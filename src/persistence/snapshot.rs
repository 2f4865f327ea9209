//! Versioned snapshot schema shared by every durable namespace.
//!
//! Decoding runs the raw JSON through a chain of pure migrations
//! (`v1 -> v2 -> v3`) before deserialising, so everything downstream only
//! ever sees the current shape.
//!
//! * v1: a bare candidate object (legacy backups, optional `timestamp`), or
//!   for the primary snapshot an object with a `candidates` field and no
//!   `version`.
//! * v2: the `{ version, savedAt, ... }` envelope, fields as written.
//! * v3: the envelope with every candidate normalised.

use chrono::{DateTime, TimeZone, Utc};
use serde::{Deserialize, Serialize};
use serde_json::{json, Map, Value};

use crate::error::DecodeError;
use crate::models::{Candidate, Difficulty, ViewState};
use crate::store::CandidateStore;

pub const SNAPSHOT_VERSION: u32 = 3;

#[derive(Debug, Clone, Serialize, Deserialize, PartialEq)]
#[serde(rename_all = "camelCase")]
pub struct CandidateSnapshot {
    pub version: u32,
    pub saved_at: DateTime<Utc>,
    pub candidate: Candidate,
}

#[derive(Debug, Clone, Serialize, Deserialize, PartialEq)]
#[serde(rename_all = "camelCase")]
pub struct PrimarySnapshot {
    pub version: u32,
    pub saved_at: DateTime<Utc>,
    pub candidates: Vec<Candidate>,
    #[serde(default)]
    pub active_candidate_id: Option<String>,
    #[serde(default)]
    pub view: ViewState,
    #[serde(default)]
    pub deleted_candidate_ids: Vec<String>,
}

/// Result of decoding the primary snapshot. Entries that could not be
/// decoded are counted, not fatal.
#[derive(Debug)]
pub struct DecodedPrimary {
    pub store: CandidateStore,
    pub saved_at: DateTime<Utc>,
    pub skipped: usize,
}

pub fn encode_candidate(candidate: &Candidate, now: DateTime<Utc>) -> Result<Vec<u8>, serde_json::Error> {
    let snapshot = json!({
        "version": SNAPSHOT_VERSION,
        "savedAt": now,
        "candidate": candidate,
    });
    serde_json::to_vec(&snapshot)
}

pub fn encode_primary(store: &CandidateStore, now: DateTime<Utc>) -> Result<Vec<u8>, serde_json::Error> {
    let snapshot = json!({
        "version": SNAPSHOT_VERSION,
        "savedAt": now,
        "candidates": store.candidates(),
        "activeCandidateId": store.active_candidate_id(),
        "view": store.view(),
        "deletedCandidateIds": store.tombstones(),
    });
    serde_json::to_vec(&snapshot)
}

pub fn decode_candidate(bytes: &[u8]) -> Result<CandidateSnapshot, DecodeError> {
    let raw: Value = serde_json::from_slice(bytes)?;
    let Value::Object(mut object) = raw else {
        return Err(DecodeError::Shape("candidate snapshot is not an object".into()));
    };

    let mut version = detect_version(&object)?;
    if version == 1 {
        object = candidate_v1_to_v2(object);
        version = 2;
    }
    if version == 2 {
        object = candidate_v2_to_v3(object)?;
    }

    match object.get("candidate") {
        Some(Value::Object(candidate)) if has_id(candidate) => {}
        Some(Value::Object(_)) => return Err(DecodeError::MissingId),
        _ => return Err(DecodeError::Shape("envelope has no candidate object".into())),
    }
    Ok(serde_json::from_value(Value::Object(object))?)
}

pub fn decode_primary(bytes: &[u8]) -> Result<DecodedPrimary, DecodeError> {
    let raw: Value = serde_json::from_slice(bytes)?;
    let Value::Object(mut object) = raw else {
        return Err(DecodeError::Shape("primary snapshot is not an object".into()));
    };

    let mut version = detect_version(&object)?;
    if version == 1 {
        object = primary_v1_to_v2(object);
        version = 2;
    }
    if version == 2 {
        object = primary_v2_to_v3(object);
    }

    // Decode candidates one by one so a single bad entry does not sink the rest.
    let raw_candidates = match object.remove("candidates") {
        Some(Value::Array(items)) => items,
        _ => Vec::new(),
    };
    object.insert("candidates".into(), Value::Array(Vec::new()));
    let envelope: PrimarySnapshot = serde_json::from_value(Value::Object(object))?;

    let mut candidates = Vec::with_capacity(raw_candidates.len());
    let mut skipped = 0;
    for item in raw_candidates {
        let decoded = match &item {
            Value::Object(c) if has_id(c) => serde_json::from_value::<Candidate>(item).ok(),
            _ => None,
        };
        match decoded {
            Some(candidate) => candidates.push(candidate),
            None => skipped += 1,
        }
    }

    Ok(DecodedPrimary {
        store: CandidateStore::from_parts(
            candidates,
            envelope.active_candidate_id,
            envelope.view,
            envelope.deleted_candidate_ids,
        ),
        saved_at: envelope.saved_at,
        skipped,
    })
}

fn detect_version(object: &Map<String, Value>) -> Result<u32, DecodeError> {
    match object.get("version") {
        None | Some(Value::Null) => Ok(1),
        Some(Value::Number(n)) => {
            let version = n
                .as_u64()
                .and_then(|v| u32::try_from(v).ok())
                .ok_or_else(|| DecodeError::Shape(format!("invalid version {n}")))?;
            match version {
                0 | 1 => Ok(1),
                v if v > SNAPSHOT_VERSION => Err(DecodeError::UnsupportedVersion(v)),
                v => Ok(v),
            }
        }
        Some(other) => Err(DecodeError::Shape(format!("invalid version {other}"))),
    }
}

fn has_id(candidate: &Map<String, Value>) -> bool {
    candidate
        .get("id")
        .and_then(Value::as_str)
        .is_some_and(|id| !id.is_empty())
}

fn epoch() -> DateTime<Utc> {
    DateTime::<Utc>::default()
}

/// `timestamp` in legacy backups is either an RFC 3339 string or epoch millis.
fn parse_instant(value: &Value) -> Option<DateTime<Utc>> {
    match value {
        Value::String(s) => DateTime::parse_from_rfc3339(s)
            .ok()
            .map(|dt| dt.with_timezone(&Utc)),
        Value::Number(n) => n.as_i64().and_then(|ms| Utc.timestamp_millis_opt(ms).single()),
        _ => None,
    }
}

fn candidate_v1_to_v2(mut candidate: Map<String, Value>) -> Map<String, Value> {
    let saved_at = candidate
        .remove("timestamp")
        .as_ref()
        .and_then(parse_instant)
        .or_else(|| candidate.get("updatedAt").and_then(parse_instant))
        .unwrap_or_else(epoch);

    let mut envelope = Map::new();
    envelope.insert("version".into(), json!(2));
    envelope.insert("savedAt".into(), json!(saved_at));
    envelope.insert("candidate".into(), Value::Object(candidate));
    envelope
}

fn candidate_v2_to_v3(mut envelope: Map<String, Value>) -> Result<Map<String, Value>, DecodeError> {
    let saved_at = saved_at_of(&envelope);
    let candidate = match envelope.remove("candidate") {
        Some(Value::Object(candidate)) => candidate,
        _ => return Err(DecodeError::Shape("envelope has no candidate object".into())),
    };
    envelope.insert("version".into(), json!(SNAPSHOT_VERSION));
    envelope.insert("savedAt".into(), json!(saved_at));
    envelope.insert("candidate".into(), Value::Object(normalize_candidate(candidate, saved_at)));
    Ok(envelope)
}

fn primary_v1_to_v2(mut state: Map<String, Value>) -> Map<String, Value> {
    // older saves nest the list one level down: { candidates: { candidates: [...] } }
    if matches!(state.get("candidates"), Some(Value::Object(_))) {
        if let Some(Value::Object(slice)) = state.remove("candidates") {
            state.extend(slice);
        }
    }

    let active_candidate_id = state
        .remove("activeCandidate")
        .and_then(|active| active.get("id").cloned())
        .unwrap_or(Value::Null);
    let view = json!({
        "selectedCandidateId": state.remove("selectedCandidateId").unwrap_or(Value::Null),
        "searchTerm": state.remove("searchTerm").unwrap_or_else(|| json!("")),
        "sortBy": state.remove("sortBy").unwrap_or_else(|| json!("score")),
        "sortOrder": state.remove("sortOrder").unwrap_or_else(|| json!("desc")),
    });

    let mut envelope = Map::new();
    envelope.insert("version".into(), json!(2));
    envelope.insert(
        "savedAt".into(),
        json!(state.get("timestamp").and_then(parse_instant).unwrap_or_else(epoch)),
    );
    envelope.insert("candidates".into(), state.remove("candidates").unwrap_or(Value::Null));
    envelope.insert("activeCandidateId".into(), active_candidate_id);
    envelope.insert("view".into(), view);
    envelope.insert(
        "deletedCandidateIds".into(),
        state.remove("deletedCandidateIds").unwrap_or(Value::Null),
    );
    envelope
}

fn primary_v2_to_v3(mut envelope: Map<String, Value>) -> Map<String, Value> {
    let saved_at = saved_at_of(&envelope);
    let candidates = match envelope.remove("candidates") {
        Some(Value::Array(items)) => items
            .into_iter()
            .map(|item| match item {
                Value::Object(candidate) => Value::Object(normalize_candidate(candidate, saved_at)),
                other => other,
            })
            .collect(),
        _ => Vec::new(),
    };
    let deleted: Vec<Value> = match envelope.remove("deletedCandidateIds") {
        Some(Value::Array(ids)) => ids.into_iter().filter(Value::is_string).collect(),
        _ => Vec::new(),
    };
    if !matches!(envelope.get("view"), Some(Value::Object(_))) {
        envelope.insert("view".into(), json!({}));
    }
    if let Some(Value::Object(view)) = envelope.get_mut("view") {
        for (field, fallback) in [("sortBy", json!("score")), ("sortOrder", json!("desc"))] {
            if !view.get(field).is_some_and(Value::is_string) {
                view.insert(field.into(), fallback);
            }
        }
    }

    envelope.insert("version".into(), json!(SNAPSHOT_VERSION));
    envelope.insert("savedAt".into(), json!(saved_at));
    envelope.insert("candidates".into(), Value::Array(candidates));
    envelope.insert("deletedCandidateIds".into(), Value::Array(deleted));
    envelope
}

fn saved_at_of(envelope: &Map<String, Value>) -> DateTime<Utc> {
    envelope
        .get("savedAt")
        .and_then(parse_instant)
        .unwrap_or_else(epoch)
}

/// Backfills every missing field with its default and coerces collection
/// fields that are not arrays.
fn normalize_candidate(mut c: Map<String, Value>, saved_at: DateTime<Utc>) -> Map<String, Value> {
    for field in ["name", "email", "phone", "resumeText", "fileName"] {
        if !c.get(field).is_some_and(Value::is_string) {
            c.insert(field.into(), json!(""));
        }
    }
    if !c.get("status").is_some_and(Value::is_string) {
        c.insert("status".into(), json!("info_collection"));
    }
    for field in ["createdAt", "updatedAt"] {
        if !c.get(field).is_some_and(Value::is_string) {
            c.insert(field.into(), json!(saved_at));
        }
    }
    for field in ["interviewStartedAt", "interviewCompletedAt", "summary"] {
        c.entry(field).or_insert(Value::Null);
    }
    for field in ["skills", "chatHistory", "questions"] {
        if !c.get(field).is_some_and(Value::is_array) {
            c.insert(field.into(), json!([]));
        }
    }
    if !c.get("currentQuestionIndex").is_some_and(Value::is_u64) {
        c.insert("currentQuestionIndex".into(), json!(0));
    }

    if let Some(Value::Array(questions)) = c.get_mut("questions") {
        for question in questions.iter_mut() {
            if let Value::Object(q) = question {
                let difficulty = q
                    .get("difficulty")
                    .and_then(Value::as_str)
                    .and_then(Difficulty::parse);
                if !q.get("time").is_some_and(Value::is_u64) {
                    if let Some(d) = difficulty {
                        q.insert("time".into(), json!(d.time_limit_secs()));
                    }
                }
            }
        }
    }

    let (cap_sum, score_sum) = match c.get("questions") {
        Some(Value::Array(questions)) => questions.iter().fold((0u64, 0u64), |(cap, score), q| {
            let q_cap = q
                .get("difficulty")
                .and_then(Value::as_str)
                .and_then(Difficulty::parse)
                .map(|d| u64::from(d.score_cap()))
                .unwrap_or(0);
            let q_score = q.get("score").and_then(Value::as_u64).unwrap_or(0);
            (cap + q_cap, score + q_score)
        }),
        _ => (0, 0),
    };
    if !c.get("maxScore").is_some_and(Value::is_u64) {
        c.insert("maxScore".into(), json!(cap_sum));
    }
    if !c.get("totalScore").is_some_and(Value::is_u64) {
        c.insert("totalScore".into(), json!(score_sum));
    }
    c
}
....
» **Requirement**
Using the records above, count every line that includes the word "matches", and state the number only.

» **Solution**
2